═════ RECORDS PROVIDED

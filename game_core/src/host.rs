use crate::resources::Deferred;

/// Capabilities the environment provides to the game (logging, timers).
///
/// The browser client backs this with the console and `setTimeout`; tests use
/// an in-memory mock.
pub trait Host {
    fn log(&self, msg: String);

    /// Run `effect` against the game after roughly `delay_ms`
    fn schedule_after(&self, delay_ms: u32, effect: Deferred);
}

══════════

Would you please set down the lines from the one with "an in-memory mock." to the end of the data above, exactly and without any other lines?

/// an in-memory mock.
pub trait Host {
    fn log(&self, msg: String);

    /// Run `effect` against the game after roughly `delay_ms`
    fn schedule_after(&self, delay_ms: u32, effect: Deferred);
}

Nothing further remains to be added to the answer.